**What the task requires**
Return the entire listing, word for word.

[Source data]

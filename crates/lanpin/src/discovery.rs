//! mDNS / DNS-SD advertisement of the TLS front.
//!
//! The record is `_https._tcp.local.` under the machine's hostname. The
//! identity rides in the `name` TXT attribute: the common phone zeroconf
//! clients only surface TXT data, not custom instance names, so the
//! instance name stays the hostname.

use lanpin_ca::Identity;
use mdns_sd::{ServiceDaemon, ServiceInfo};
use std::time::Duration;
use tracing::{debug, info, warn};

use crate::{LanpinError, Result};

/// DNS-SD service type for the TLS front.
pub const SERVICE_TYPE: &str = "_https._tcp.local.";

/// TXT key carrying the identity.
pub const IDENTITY_TXT_KEY: &str = "name";

/// How long to wait for the goodbye packet before shutting down.
const UNREGISTER_WAIT: Duration = Duration::from_secs(1);

/// Build the service record without touching the network.
pub fn service_record(identity: &Identity, port: u16, hostname: &str) -> Result<ServiceInfo> {
    let instance = hostname.trim_end_matches('.').trim_end_matches(".local");
    if instance.is_empty() {
        return Err(LanpinError::Discovery("empty hostname".into()));
    }
    let host_name = format!("{instance}.local.");
    let properties = [(IDENTITY_TXT_KEY, identity.as_str())];

    let info = ServiceInfo::new(SERVICE_TYPE, instance, &host_name, "", port, &properties[..])?
        .enable_addr_auto();
    Ok(info)
}

/// Publishes the front on the local network.
#[derive(Debug, Clone)]
pub struct MdnsAnnouncer {
    hostname: String,
}

impl MdnsAnnouncer {
    /// Announcer using this machine's hostname.
    pub fn from_system() -> Result<Self> {
        let hostname = hostname::get()
            .map_err(|e| LanpinError::Discovery(format!("hostname: {e}")))?
            .to_string_lossy()
            .into_owned();
        Ok(Self::with_hostname(hostname))
    }

    pub fn with_hostname(hostname: impl Into<String>) -> Self {
        Self {
            hostname: hostname.into(),
        }
    }

    pub fn hostname(&self) -> &str {
        &self.hostname
    }

    /// Register the record. It stays published until the returned
    /// [`Announcement`] is stopped or dropped.
    pub fn announce(&self, identity: &Identity, port: u16) -> Result<Announcement> {
        let info = service_record(identity, port, &self.hostname)?;
        let fullname = info.get_fullname().to_string();

        let daemon = ServiceDaemon::new()?;
        if let Err(e) = daemon.register(info) {
            let _ = daemon.shutdown();
            return Err(e.into());
        }

        info!(
            service = %fullname,
            %identity,
            port,
            "announced on local network"
        );

        Ok(Announcement {
            daemon: Some(daemon),
            fullname,
        })
    }
}

/// A live advertisement.
pub struct Announcement {
    daemon: Option<ServiceDaemon>,
    fullname: String,
}

impl Announcement {
    pub fn fullname(&self) -> &str {
        &self.fullname
    }

    /// Unregister and shut the daemon down.
    ///
    /// Waiting for the goodbye packet blocks, so it runs on the blocking pool.
    pub async fn stop(mut self) {
        let Some(daemon) = self.daemon.take() else {
            return;
        };
        let fullname = std::mem::take(&mut self.fullname);
        if let Err(e) = tokio::task::spawn_blocking(move || withdraw(&daemon, &fullname)).await {
            warn!(error = %e, "announcement withdrawal task failed");
        }
    }
}

impl Drop for Announcement {
    fn drop(&mut self) {
        let Some(daemon) = self.daemon.take() else {
            return;
        };
        let fullname = std::mem::take(&mut self.fullname);
        // Inside a runtime, never block a worker thread.
        match tokio::runtime::Handle::try_current() {
            Ok(handle) => {
                handle.spawn_blocking(move || withdraw(&daemon, &fullname));
            }
            Err(_) => withdraw(&daemon, &fullname),
        }
    }
}

fn withdraw(daemon: &ServiceDaemon, fullname: &str) {
    match daemon.unregister(fullname) {
        Ok(status) => {
            let _ = status.recv_timeout(UNREGISTER_WAIT);
        }
        Err(e) => warn!(service = %fullname, error = %e, "failed to unregister"),
    }
    if let Err(e) = daemon.shutdown() {
        debug!(error = %e, "mdns daemon shutdown");
    }
    info!(service = %fullname, "announcement withdrawn");
}

#[cfg(test)]
mod tests {
    use super::*;
    use lanpin_ca::derive_identity;
    use mdns_sd::ServiceEvent;
    use std::collections::HashSet;
    use std::time::Instant;

    fn identity() -> Identity {
        derive_identity(&"AB:".repeat(32)).unwrap()
    }

    #[test]
    fn test_record_carries_identity_and_port() {
        let id = identity();
        let info = service_record(&id, 4333, "workbench").unwrap();

        assert_eq!(info.get_type(), SERVICE_TYPE);
        assert_eq!(info.get_port(), 4333);
        assert_eq!(info.get_hostname(), "workbench.local.");
        assert_eq!(info.get_property_val_str(IDENTITY_TXT_KEY), Some(id.as_str()));
        assert_eq!(info.get_fullname(), "workbench._https._tcp.local.");
    }

    #[test]
    fn test_record_normalizes_local_hostname() {
        let info = service_record(&identity(), 4333, "workbench.local.").unwrap();
        assert_eq!(info.get_hostname(), "workbench.local.");
    }

    #[test]
    fn test_empty_hostname_rejected() {
        assert!(matches!(
            service_record(&identity(), 4333, ""),
            Err(LanpinError::Discovery(_))
        ));
    }

    #[test]
    fn test_announcer_keeps_hostname() {
        let announcer = MdnsAnnouncer::with_hostname("workbench");
        assert_eq!(announcer.hostname(), "workbench");
    }

    #[tokio::test]
    async fn test_stop_without_daemon_returns() {
        let announcement = Announcement {
            daemon: None,
            fullname: "workbench._https._tcp.local.".into(),
        };
        announcement.stop().await;
    }

    #[tokio::test(flavor = "current_thread")]
    #[ignore = "needs multicast on a local interface"]
    async fn test_browser_sees_exactly_one_record() {
        let id = identity();
        let announcer = MdnsAnnouncer::with_hostname(format!("lanpin-test-{}", std::process::id()));
        let announcement = announcer.announce(&id, 4333).unwrap();

        let browser = ServiceDaemon::new().unwrap();
        let events = browser.browse(SERVICE_TYPE).unwrap();
        let deadline = Instant::now() + Duration::from_secs(5);
        let mut seen = HashSet::new();
        while let Some(remaining) = deadline.checked_duration_since(Instant::now()) {
            match events.recv_timeout(remaining) {
                Ok(ServiceEvent::ServiceResolved(info)) => {
                    if info.get_property_val_str(IDENTITY_TXT_KEY) == Some(id.as_str()) {
                        assert_eq!(info.get_port(), 4333);
                        seen.insert(info.get_fullname().to_string());
                    }
                }
                Ok(_) => {}
                Err(_) => break,
            }
        }
        let _ = browser.shutdown();

        assert_eq!(seen.len(), 1, "records seen: {seen:?}");
        assert!(seen.contains(announcement.fullname()));

        announcement.stop().await;
    }
}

[/Source data]

**Written answer**
filename crates/lanpin/src/discovery.rs
//! mDNS / DNS-SD advertisement of the TLS front.
//!
//! The record is `_https._tcp.local.` under the machine's hostname. The
//! identity rides in the `name` TXT attribute: the common phone zeroconf
//! clients only surface TXT data, not custom instance names, so the
//! instance name stays the hostname.

use lanpin_ca::Identity;
use mdns_sd::{ServiceDaemon, ServiceInfo};
use std::time::Duration;
use tracing::{debug, info, warn};

use crate::{LanpinError, Result};

/// DNS-SD service type for the TLS front.
pub const SERVICE_TYPE: &str = "_https._tcp.local.";

/// TXT key carrying the identity.
pub const IDENTITY_TXT_KEY: &str = "name";

/// How long to wait for the goodbye packet before shutting down.
const UNREGISTER_WAIT: Duration = Duration::from_secs(1);

/// Build the service record without touching the network.
pub fn service_record(identity: &Identity, port: u16, hostname: &str) -> Result<ServiceInfo> {
    let instance = hostname.trim_end_matches('.').trim_end_matches(".local");
    if instance.is_empty() {
        return Err(LanpinError::Discovery("empty hostname".into()));
    }
    let host_name = format!("{instance}.local.");
    let properties = [(IDENTITY_TXT_KEY, identity.as_str())];

    let info = ServiceInfo::new(SERVICE_TYPE, instance, &host_name, "", port, &properties[..])?
        .enable_addr_auto();
    Ok(info)
}

/// Publishes the front on the local network.
#[derive(Debug, Clone)]
pub struct MdnsAnnouncer {
    hostname: String,
}

impl MdnsAnnouncer {
    /// Announcer using this machine's hostname.
    pub fn from_system() -> Result<Self> {
        let hostname = hostname::get()
            .map_err(|e| LanpinError::Discovery(format!("hostname: {e}")))?
            .to_string_lossy()
            .into_owned();
        Ok(Self::with_hostname(hostname))
    }

    pub fn with_hostname(hostname: impl Into<String>) -> Self {
        Self {
            hostname: hostname.into(),
        }
    }

    pub fn hostname(&self) -> &str {
        &self.hostname
    }

    /// Register the record. It stays published until the returned
    /// [`Announcement`] is stopped or dropped.
    pub fn announce(&self, identity: &Identity, port: u16) -> Result<Announcement> {
        let info = service_record(identity, port, &self.hostname)?;
        let fullname = info.get_fullname().to_string();

        let daemon = ServiceDaemon::new()?;
        if let Err(e) = daemon.register(info) {
            let _ = daemon.shutdown();
            return Err(e.into());
        }

        info!(
            service = %fullname,
            %identity,
            port,
            "announced on local network"
        );

        Ok(Announcement {
            daemon: Some(daemon),
            fullname,
        })
    }
}

/// A live advertisement.
pub struct Announcement {
    daemon: Option<ServiceDaemon>,
    fullname: String,
}

impl Announcement {
    pub fn fullname(&self) -> &str {
        &self.fullname
    }

    /// Unregister and shut the daemon down.
    ///
    /// Waiting for the goodbye packet blocks, so it runs on the blocking pool.
    pub async fn stop(mut self) {
        let Some(daemon) = self.daemon.take() else {
            return;
        };
        let fullname = std::mem::take(&mut self.fullname);
        if let Err(e) = tokio::task::spawn_blocking(move || withdraw(&daemon, &fullname)).await {
            warn!(error = %e, "announcement withdrawal task failed");
        }
    }
}

impl Drop for Announcement {
    fn drop(&mut self) {
        let Some(daemon) = self.daemon.take() else {
            return;
        };
        let fullname = std::mem::take(&mut self.fullname);
        // Inside a runtime, never block a worker thread.
        match tokio::runtime::Handle::try_current() {
            Ok(handle) => {
                handle.spawn_blocking(move || withdraw(&daemon, &fullname));
            }
            Err(_) => withdraw(&daemon, &fullname),
        }
    }
}

fn withdraw(daemon: &ServiceDaemon, fullname: &str) {
    match daemon.unregister(fullname) {
        Ok(status) => {
            let _ = status.recv_timeout(UNREGISTER_WAIT);
        }
        Err(e) => warn!(service = %fullname, error = %e, "failed to unregister"),
    }
    if let Err(e) = daemon.shutdown() {
        debug!(error = %e, "mdns daemon shutdown");
    }
    info!(service = %fullname, "announcement withdrawn");
}

#[cfg(test)]
mod tests {
    use super::*;
    use lanpin_ca::derive_identity;
    use mdns_sd::ServiceEvent;
    use std::collections::HashSet;
    use std::time::Instant;

    fn identity() -> Identity {
        derive_identity(&"AB:".repeat(32)).unwrap()
    }

    #[test]
    fn test_record_carries_identity_and_port() {
        let id = identity();
        let info = service_record(&id, 4333, "workbench").unwrap();

        assert_eq!(info.get_type(), SERVICE_TYPE);
        assert_eq!(info.get_port(), 4333);
        assert_eq!(info.get_hostname(), "workbench.local.");
        assert_eq!(info.get_property_val_str(IDENTITY_TXT_KEY), Some(id.as_str()));
        assert_eq!(info.get_fullname(), "workbench._https._tcp.local.");
    }

    #[test]
    fn test_record_normalizes_local_hostname() {
        let info = service_record(&identity(), 4333, "workbench.local.").unwrap();
        assert_eq!(info.get_hostname(), "workbench.local.");
    }

    #[test]
    fn test_empty_hostname_rejected() {
        assert!(matches!(
            service_record(&identity(), 4333, ""),
            Err(LanpinError::Discovery(_))
        ));
    }

    #[test]
    fn test_announcer_keeps_hostname() {
        let announcer = MdnsAnnouncer::with_hostname("workbench");
        assert_eq!(announcer.hostname(), "workbench");
    }

    #[tokio::test]
    async fn test_stop_without_daemon_returns() {
        let announcement = Announcement {
            daemon: None,
            fullname: "workbench._https._tcp.local.".into(),
        };
        announcement.stop().await;
    }

    #[tokio::test(flavor = "current_thread")]
    #[ignore = "needs multicast on a local interface"]
    async fn test_browser_sees_exactly_one_record() {
        let id = identity();
        let announcer = MdnsAnnouncer::with_hostname(format!("lanpin-test-{}", std::process::id()));
        let announcement = announcer.announce(&id, 4333).unwrap();

        let browser = ServiceDaemon::new().unwrap();
        let events = browser.browse(SERVICE_TYPE).unwrap();
        let deadline = Instant::now() + Duration::from_secs(5);
        let mut seen = HashSet::new();
        while let Some(remaining) = deadline.checked_duration_since(Instant::now()) {
            match events.recv_timeout(remaining) {
                Ok(ServiceEvent::ServiceResolved(info)) => {
                    if info.get_property_val_str(IDENTITY_TXT_KEY) == Some(id.as_str()) {
                        assert_eq!(info.get_port(), 4333);
                        seen.insert(info.get_fullname().to_string());
                    }
                }
                Ok(_) => {}
                Err(_) => break,
            }
        }
        let _ = browser.shutdown();

        assert_eq!(seen.len(), 1, "records seen: {seen:?}");
        assert!(seen.contains(announcement.fullname()));

        announcement.stop().await;
    }
}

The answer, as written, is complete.